◆ **WHAT IS EXPECTED**
In the entries below, find the line with "use std::time::Instant;" and the line with "LogLevel::Warn => tracing::warn!(method". Return those two lines and all lines between them, exactly.

◆ **RECORD EXCERPTS**
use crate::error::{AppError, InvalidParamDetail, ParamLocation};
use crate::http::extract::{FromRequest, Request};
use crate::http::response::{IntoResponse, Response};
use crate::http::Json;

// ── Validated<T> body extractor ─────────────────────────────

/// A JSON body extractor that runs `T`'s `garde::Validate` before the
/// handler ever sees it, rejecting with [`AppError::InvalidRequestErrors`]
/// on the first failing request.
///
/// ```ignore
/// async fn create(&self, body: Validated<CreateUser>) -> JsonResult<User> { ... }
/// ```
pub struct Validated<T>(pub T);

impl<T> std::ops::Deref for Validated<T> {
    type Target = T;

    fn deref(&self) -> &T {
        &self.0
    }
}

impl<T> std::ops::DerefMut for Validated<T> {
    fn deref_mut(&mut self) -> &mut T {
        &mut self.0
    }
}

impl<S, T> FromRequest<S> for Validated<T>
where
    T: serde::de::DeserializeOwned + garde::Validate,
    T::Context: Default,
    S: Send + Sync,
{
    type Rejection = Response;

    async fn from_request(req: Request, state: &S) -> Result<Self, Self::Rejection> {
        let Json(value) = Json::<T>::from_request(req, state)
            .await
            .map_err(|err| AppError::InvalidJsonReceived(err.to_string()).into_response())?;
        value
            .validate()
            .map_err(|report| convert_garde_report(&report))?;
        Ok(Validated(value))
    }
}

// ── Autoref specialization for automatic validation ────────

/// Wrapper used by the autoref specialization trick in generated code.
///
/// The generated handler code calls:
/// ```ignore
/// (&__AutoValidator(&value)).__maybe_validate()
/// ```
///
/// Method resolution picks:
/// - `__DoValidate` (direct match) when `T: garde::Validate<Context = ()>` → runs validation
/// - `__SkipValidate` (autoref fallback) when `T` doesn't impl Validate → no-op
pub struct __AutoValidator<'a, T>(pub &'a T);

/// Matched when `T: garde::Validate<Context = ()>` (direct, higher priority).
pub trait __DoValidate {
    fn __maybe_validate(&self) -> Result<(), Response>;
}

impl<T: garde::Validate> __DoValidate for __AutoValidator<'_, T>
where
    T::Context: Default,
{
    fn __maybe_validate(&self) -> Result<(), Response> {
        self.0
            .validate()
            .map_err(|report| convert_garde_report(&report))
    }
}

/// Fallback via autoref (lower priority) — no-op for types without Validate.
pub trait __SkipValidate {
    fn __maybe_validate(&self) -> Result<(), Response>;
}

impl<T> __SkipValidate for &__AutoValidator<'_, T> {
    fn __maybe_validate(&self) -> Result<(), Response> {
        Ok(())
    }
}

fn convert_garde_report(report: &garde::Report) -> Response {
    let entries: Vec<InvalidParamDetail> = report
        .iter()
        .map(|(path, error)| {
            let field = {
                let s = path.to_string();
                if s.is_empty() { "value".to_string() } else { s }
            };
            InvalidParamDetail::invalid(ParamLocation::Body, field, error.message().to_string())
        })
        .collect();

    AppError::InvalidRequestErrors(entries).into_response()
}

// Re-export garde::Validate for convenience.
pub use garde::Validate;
---
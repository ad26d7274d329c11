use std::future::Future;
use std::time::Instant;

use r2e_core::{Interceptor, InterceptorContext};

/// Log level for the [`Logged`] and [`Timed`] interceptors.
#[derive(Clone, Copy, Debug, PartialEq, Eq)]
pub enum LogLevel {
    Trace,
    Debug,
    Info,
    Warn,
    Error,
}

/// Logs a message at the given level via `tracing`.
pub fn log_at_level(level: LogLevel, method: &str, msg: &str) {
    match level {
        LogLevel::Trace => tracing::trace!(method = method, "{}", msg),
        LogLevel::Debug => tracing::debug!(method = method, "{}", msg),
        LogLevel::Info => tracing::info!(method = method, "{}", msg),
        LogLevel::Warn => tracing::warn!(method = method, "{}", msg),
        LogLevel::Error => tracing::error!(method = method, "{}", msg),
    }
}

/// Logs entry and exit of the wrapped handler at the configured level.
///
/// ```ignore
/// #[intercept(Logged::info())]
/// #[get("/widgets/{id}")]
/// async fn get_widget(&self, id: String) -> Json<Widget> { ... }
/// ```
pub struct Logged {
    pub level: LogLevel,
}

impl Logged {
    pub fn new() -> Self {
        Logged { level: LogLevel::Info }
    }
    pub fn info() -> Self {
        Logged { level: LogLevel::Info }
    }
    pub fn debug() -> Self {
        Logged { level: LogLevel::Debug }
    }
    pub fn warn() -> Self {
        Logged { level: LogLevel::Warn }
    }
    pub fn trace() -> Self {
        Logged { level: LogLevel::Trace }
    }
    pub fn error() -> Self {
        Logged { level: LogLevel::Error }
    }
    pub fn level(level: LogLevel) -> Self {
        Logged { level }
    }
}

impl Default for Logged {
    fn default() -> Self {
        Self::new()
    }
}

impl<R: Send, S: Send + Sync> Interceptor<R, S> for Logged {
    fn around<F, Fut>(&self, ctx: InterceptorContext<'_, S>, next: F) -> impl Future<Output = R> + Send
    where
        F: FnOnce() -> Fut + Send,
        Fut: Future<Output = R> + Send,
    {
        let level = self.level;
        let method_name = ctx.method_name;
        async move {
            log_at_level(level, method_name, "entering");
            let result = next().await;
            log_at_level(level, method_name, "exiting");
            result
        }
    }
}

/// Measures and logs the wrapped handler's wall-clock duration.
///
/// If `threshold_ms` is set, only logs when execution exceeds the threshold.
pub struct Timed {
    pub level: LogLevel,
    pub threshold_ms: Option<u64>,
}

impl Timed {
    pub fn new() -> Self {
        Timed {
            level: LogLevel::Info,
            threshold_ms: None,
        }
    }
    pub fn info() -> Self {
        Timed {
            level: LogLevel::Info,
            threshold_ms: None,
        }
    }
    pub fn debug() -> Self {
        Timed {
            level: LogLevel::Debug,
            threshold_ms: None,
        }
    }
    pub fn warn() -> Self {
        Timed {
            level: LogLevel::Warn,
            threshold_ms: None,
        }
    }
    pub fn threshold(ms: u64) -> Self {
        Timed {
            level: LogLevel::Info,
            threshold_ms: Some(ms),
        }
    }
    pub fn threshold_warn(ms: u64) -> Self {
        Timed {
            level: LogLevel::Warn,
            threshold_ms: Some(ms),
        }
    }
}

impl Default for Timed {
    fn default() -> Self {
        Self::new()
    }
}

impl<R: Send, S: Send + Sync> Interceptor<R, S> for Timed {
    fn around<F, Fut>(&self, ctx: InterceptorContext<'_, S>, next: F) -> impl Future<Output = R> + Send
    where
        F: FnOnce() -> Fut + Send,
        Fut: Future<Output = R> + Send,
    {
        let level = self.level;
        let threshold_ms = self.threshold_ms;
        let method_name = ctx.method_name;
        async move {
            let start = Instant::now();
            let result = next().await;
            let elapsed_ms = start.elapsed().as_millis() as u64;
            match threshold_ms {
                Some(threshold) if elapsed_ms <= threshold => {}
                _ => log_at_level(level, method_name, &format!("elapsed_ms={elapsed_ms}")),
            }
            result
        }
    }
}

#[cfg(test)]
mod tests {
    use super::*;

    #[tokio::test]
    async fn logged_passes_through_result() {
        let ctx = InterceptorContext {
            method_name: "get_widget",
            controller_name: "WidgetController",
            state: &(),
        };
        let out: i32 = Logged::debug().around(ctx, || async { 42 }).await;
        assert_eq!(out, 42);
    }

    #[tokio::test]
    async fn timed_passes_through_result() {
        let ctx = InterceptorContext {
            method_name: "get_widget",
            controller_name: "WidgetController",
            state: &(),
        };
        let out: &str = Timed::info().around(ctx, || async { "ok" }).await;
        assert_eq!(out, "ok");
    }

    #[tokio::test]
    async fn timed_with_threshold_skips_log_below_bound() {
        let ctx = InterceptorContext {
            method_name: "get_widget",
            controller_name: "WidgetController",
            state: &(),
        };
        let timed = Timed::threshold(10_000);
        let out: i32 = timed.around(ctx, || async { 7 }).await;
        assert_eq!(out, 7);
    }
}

◆ **SOLUTION TO THIS EXERCISE**
use std::time::Instant;

use r2e_core::{Interceptor, InterceptorContext};

/// Log level for the [`Logged`] and [`Timed`] interceptors.
#[derive(Clone, Copy, Debug, PartialEq, Eq)]
pub enum LogLevel {
    Trace,
    Debug,
    Info,
    Warn,
    Error,
}

/// Logs a message at the given level via `tracing`.
pub fn log_at_level(level: LogLevel, method: &str, msg: &str) {
    match level {
        LogLevel::Trace => tracing::trace!(method = method, "{}", msg),
        LogLevel::Debug => tracing::debug!(method = method, "{}", msg),
        LogLevel::Info => tracing::info!(method = method, "{}", msg),
        LogLevel::Warn => tracing::warn!(method = method, "{}", msg),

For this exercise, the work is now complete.